[Saved data entries]

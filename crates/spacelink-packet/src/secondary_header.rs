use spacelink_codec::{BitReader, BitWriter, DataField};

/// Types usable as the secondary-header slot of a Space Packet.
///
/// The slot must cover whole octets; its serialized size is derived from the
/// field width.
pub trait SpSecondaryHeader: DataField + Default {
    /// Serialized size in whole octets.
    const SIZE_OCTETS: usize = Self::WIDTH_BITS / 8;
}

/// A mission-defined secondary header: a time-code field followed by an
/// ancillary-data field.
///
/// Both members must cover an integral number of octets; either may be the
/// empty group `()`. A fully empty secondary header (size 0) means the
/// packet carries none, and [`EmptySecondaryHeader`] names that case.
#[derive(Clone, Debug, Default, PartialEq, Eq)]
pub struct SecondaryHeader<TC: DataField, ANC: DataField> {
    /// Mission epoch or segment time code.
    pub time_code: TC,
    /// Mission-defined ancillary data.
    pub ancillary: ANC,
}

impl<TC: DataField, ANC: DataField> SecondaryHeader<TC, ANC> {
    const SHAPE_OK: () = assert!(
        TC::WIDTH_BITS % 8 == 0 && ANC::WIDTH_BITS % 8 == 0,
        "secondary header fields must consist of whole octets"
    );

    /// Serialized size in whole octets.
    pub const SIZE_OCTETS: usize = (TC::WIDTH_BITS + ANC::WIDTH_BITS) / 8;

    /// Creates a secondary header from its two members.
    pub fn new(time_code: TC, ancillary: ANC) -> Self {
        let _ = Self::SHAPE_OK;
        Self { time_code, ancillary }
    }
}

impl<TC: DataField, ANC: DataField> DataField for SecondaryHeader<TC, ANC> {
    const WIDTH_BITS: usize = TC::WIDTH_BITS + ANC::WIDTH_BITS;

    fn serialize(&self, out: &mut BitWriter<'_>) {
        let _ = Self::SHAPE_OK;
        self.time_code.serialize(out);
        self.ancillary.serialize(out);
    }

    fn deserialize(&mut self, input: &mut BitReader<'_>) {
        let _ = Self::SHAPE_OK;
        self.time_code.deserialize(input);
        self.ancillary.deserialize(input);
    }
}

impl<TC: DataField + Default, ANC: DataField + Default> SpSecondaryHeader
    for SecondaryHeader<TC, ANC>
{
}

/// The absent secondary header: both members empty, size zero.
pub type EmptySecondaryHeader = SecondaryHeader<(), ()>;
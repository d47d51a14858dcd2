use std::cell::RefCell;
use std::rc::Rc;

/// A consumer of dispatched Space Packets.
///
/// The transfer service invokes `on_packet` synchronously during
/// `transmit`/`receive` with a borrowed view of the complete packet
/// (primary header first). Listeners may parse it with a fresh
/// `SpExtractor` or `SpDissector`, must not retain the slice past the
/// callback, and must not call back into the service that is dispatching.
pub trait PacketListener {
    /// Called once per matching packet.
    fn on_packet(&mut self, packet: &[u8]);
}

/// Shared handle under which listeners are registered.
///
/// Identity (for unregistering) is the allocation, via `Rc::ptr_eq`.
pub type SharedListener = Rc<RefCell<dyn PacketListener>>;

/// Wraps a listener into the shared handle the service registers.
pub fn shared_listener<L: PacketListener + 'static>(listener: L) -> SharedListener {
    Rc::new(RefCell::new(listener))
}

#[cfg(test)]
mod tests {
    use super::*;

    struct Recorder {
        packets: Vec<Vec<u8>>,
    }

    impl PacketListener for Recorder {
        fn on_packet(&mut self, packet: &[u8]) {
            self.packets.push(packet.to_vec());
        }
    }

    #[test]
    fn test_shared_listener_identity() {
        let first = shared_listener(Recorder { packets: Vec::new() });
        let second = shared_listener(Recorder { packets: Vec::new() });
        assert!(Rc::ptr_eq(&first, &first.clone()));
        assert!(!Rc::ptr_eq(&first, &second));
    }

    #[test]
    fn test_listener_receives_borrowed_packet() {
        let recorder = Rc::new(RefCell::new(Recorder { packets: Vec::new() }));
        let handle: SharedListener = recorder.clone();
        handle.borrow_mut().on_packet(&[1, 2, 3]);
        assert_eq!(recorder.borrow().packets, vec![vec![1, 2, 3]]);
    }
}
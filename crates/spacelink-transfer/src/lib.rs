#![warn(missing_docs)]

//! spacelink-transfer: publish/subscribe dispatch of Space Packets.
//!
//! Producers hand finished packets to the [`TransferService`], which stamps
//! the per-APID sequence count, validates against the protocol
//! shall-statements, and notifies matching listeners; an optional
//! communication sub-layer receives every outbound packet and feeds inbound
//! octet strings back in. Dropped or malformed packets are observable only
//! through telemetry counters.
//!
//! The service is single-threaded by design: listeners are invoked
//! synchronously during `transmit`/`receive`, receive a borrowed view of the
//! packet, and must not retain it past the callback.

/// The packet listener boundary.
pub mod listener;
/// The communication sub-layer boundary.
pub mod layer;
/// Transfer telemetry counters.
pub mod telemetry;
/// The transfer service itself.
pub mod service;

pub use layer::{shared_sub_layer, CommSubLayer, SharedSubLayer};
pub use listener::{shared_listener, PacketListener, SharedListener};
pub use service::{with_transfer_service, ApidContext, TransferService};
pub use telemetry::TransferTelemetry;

◆ WHAT IS EXPECTED: Each line holding "during" in the records should be copied out.

◆ FINISHED EXERCISE:
/// The transfer service invokes `on_packet` synchronously during
//! synchronously during `transmit`/`receive`, receive a borrowed view of the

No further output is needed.